- TASK PROMPT -
Nothing belongs in the answer except the lines of the material that include "graph".

- AVAILABLE DATA -

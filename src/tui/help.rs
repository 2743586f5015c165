//! Help text content for the help modal

use neurosheets_engine::engine::FUNCTIONS;

/// Get keybinding help text
pub fn get_help_text() -> Vec<String> {
    [
        "Navigation:",
        "  h/j/k/l      Move left/down/up/right",
        "  Arrow keys   Move cursor",
        "  Tab          Move right",
        "  PageUp/Down  Scroll by page",
        "  Home/End     First/last column",
        "  G            Go to last row with data",
        "  g            Open goto prompt",
        "  Click        Select cell (click again to edit)",
        "",
        "Editing:",
        "  i/Enter/F2   Edit cell",
        "  =            Start a formula",
        "  Enter        Commit and move down",
        "  Tab          Commit and move right",
        "  Esc          Cancel edit",
        "  x/Delete     Clear cell",
        "",
        "Style:",
        "  b / I        Toggle bold / italic",
        "  $ / % / #    Currency / percent / plain number",
        "  +/-          Adjust column width",
    ]
    .into_iter()
    .map(str::to_string)
    .collect()
}

/// Get command help text
pub fn get_commands_help() -> Vec<String> {
    let mut lines: Vec<String> = [
        "Commands:",
        "  :w              Save",
        "  :q              Quit",
        "  :q!             Force quit",
        "  :wq             Save and quit",
        "  :title [name]   Show or set the sheet title",
        "  :new [title]    Create a new sheet and switch to it",
        "  :goto A1        Jump to cell",
        "  :format <f>     currency, percent, number, none",
        "  :align <a>      left, center, right, none",
        "  :bg / :fg <c>   Background / text color (#rrggbb or none)",
        "  :export [file]  Export display values (.csv or .xls)",
        "  :import <file>  Replace cells with a CSV file",
        "  :help           Show this help",
        "",
        "Formulas:",
        "  =A1+B2*2        Arithmetic on cell references",
    ]
    .into_iter()
    .map(str::to_string)
    .collect();

    for info in FUNCTIONS {
        let call = format!("{}(A1:A10)", info.name);
        lines.push(format!("  ={:<14} {}", call, info.description));
    }
    lines
}
use super::Document;
use neurosheets_engine::engine::{Align, CellRef, CellStyle, NumberFormat, detect_cycle};
use tracing::debug;

impl Document {
    /// Drop the cached results of a changed cell and of every formula that
    /// reads it, directly or transitively.
    fn invalidate_dependents(&mut self, changed_cell: &CellRef) {
        self.results.remove(changed_cell);
        let dependents = self.graph.transitive_dependents(changed_cell);
        for dep in &dependents {
            self.results.remove(dep);
        }
        debug!(cell = %changed_cell, dependents = dependents.len(), "invalidated cached results");
    }

    /// Store raw input in a cell: a formula when it starts with '=', otherwise
    /// a number, text or empty value.
    ///
    /// Returns the cycle the new formula closes, if any. The write happens
    /// either way; cells on the cycle display `#CIRC!`.
    pub fn set_cell_from_input(&mut self, cell_ref: &CellRef, input: &str) -> Option<Vec<CellRef>> {
        let formula = self.cells.write(cell_ref, input).formula.clone();
        self.graph.set_formula(cell_ref, formula.as_deref());
        self.invalidate_dependents(cell_ref);
        self.modified = true;

        if formula.is_none() {
            return None;
        }
        detect_cycle(cell_ref, &self.graph)
    }

    /// Clear a cell's value and formula, keeping its style.
    pub fn clear_cell(&mut self, cell_ref: &CellRef) {
        if self.cells.get(cell_ref).is_some() {
            self.set_cell_from_input(cell_ref, "");
        }
    }

    fn update_style(&mut self, cell_ref: &CellRef, edit: impl FnOnce(&mut CellStyle)) {
        self.cells.update_style(cell_ref, edit);
        self.modified = true;
    }

    pub fn toggle_bold(&mut self, cell_ref: &CellRef) {
        self.update_style(cell_ref, |s| s.bold = Some(!s.is_bold()));
    }

    pub fn toggle_italic(&mut self, cell_ref: &CellRef) {
        self.update_style(cell_ref, |s| s.italic = Some(!s.is_italic()));
    }

    pub fn set_align(&mut self, cell_ref: &CellRef, align: Option<Align>) {
        self.update_style(cell_ref, |s| s.align = align);
    }

    /// Set the number format; `None` goes back to the natural form.
    pub fn set_format(&mut self, cell_ref: &CellRef, format: Option<NumberFormat>) {
        self.update_style(cell_ref, |s| s.format = format);
    }

    pub fn set_background_color(&mut self, cell_ref: &CellRef, color: Option<String>) {
        self.update_style(cell_ref, |s| s.background_color = color);
    }

    pub fn set_text_color(&mut self, cell_ref: &CellRef, color: Option<String>) {
        self.update_style(cell_ref, |s| s.text_color = color);
    }

    pub fn set_title(&mut self, title: &str) {
        if self.title != title {
            self.title = title.to_string();
            self.modified = true;
        }
    }
}

#[cfg(test)]
mod tests {
    use super::*;
    use neurosheets_engine::engine::CellValue;

    fn r(name: &str) -> CellRef {
        CellRef::from_str(name).unwrap()
    }

    #[test]
    fn test_set_cell_marks_modified() {
        let mut doc = Document::new();
        assert!(!doc.modified);
        assert_eq!(doc.set_cell_from_input(&r("A1"), "5"), None);
        assert!(doc.modified);
        assert_eq!(doc.cells.read(&r("A1")).value, CellValue::Number(5.0));
    }

    #[test]
    fn test_set_cell_reports_cycle() {
        let mut doc = Document::new();
        assert_eq!(doc.set_cell_from_input(&r("A1"), "=B1+1"), None);
        let cycle = doc.set_cell_from_input(&r("B1"), "=A1*2").unwrap();
        assert_eq!(cycle, vec![r("B1"), r("A1"), r("B1")]);

        // Breaking the loop clears the report.
        assert_eq!(doc.set_cell_from_input(&r("B1"), "3"), None);
        assert_eq!(doc.set_cell_from_input(&r("A1"), "=B1+1"), None);
    }

    #[test]
    fn test_clear_cell_keeps_record_and_style() {
        let mut doc = Document::new();
        doc.set_cell_from_input(&r("A1"), "=1+1");
        doc.toggle_bold(&r("A1"));
        doc.clear_cell(&r("A1"));

        let cell = doc.cells.get(&r("A1")).unwrap();
        assert_eq!(cell.value, CellValue::Empty);
        assert!(cell.formula.is_none());
        assert!(cell.style.as_ref().unwrap().is_bold());
        assert!(!doc.graph.is_formula(&r("A1")));

        doc.clear_cell(&r("Z9"));
        assert!(doc.cells.get(&r("Z9")).is_none());
    }

    #[test]
    fn test_style_edits() {
        let mut doc = Document::new();
        let at = r("C3");
        doc.toggle_bold(&at);
        doc.toggle_bold(&at);
        doc.toggle_italic(&at);
        doc.set_align(&at, Some(Align::Center));
        doc.set_format(&at, Some(NumberFormat::Currency));
        doc.set_background_color(&at, Some("#ffee00".to_string()));
        doc.set_text_color(&at, Some("#000000".to_string()));

        let style = doc.cells.read(&at).style.unwrap();
        assert!(!style.is_bold());
        assert!(style.is_italic());
        assert_eq!(style.align, Some(Align::Center));
        assert_eq!(style.format, Some(NumberFormat::Currency));
        assert_eq!(style.background_color.as_deref(), Some("#ffee00"));
        assert_eq!(style.text_color.as_deref(), Some("#000000"));
        assert!(doc.cells.read(&at).is_blank());
    }

    #[test]
    fn test_set_title() {
        let mut doc = Document::new();
        doc.set_title("Book1");
        assert!(!doc.modified);
        doc.set_title("Budget");
        assert_eq!(doc.title, "Budget");
        assert!(doc.modified);
    }
}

- REPLY -
        let dependents = self.graph.transitive_dependents(changed_cell);
        self.graph.set_formula(cell_ref, formula.as_deref());
        detect_cycle(cell_ref, &self.graph)
        assert!(!doc.graph.is_formula(&r("A1")));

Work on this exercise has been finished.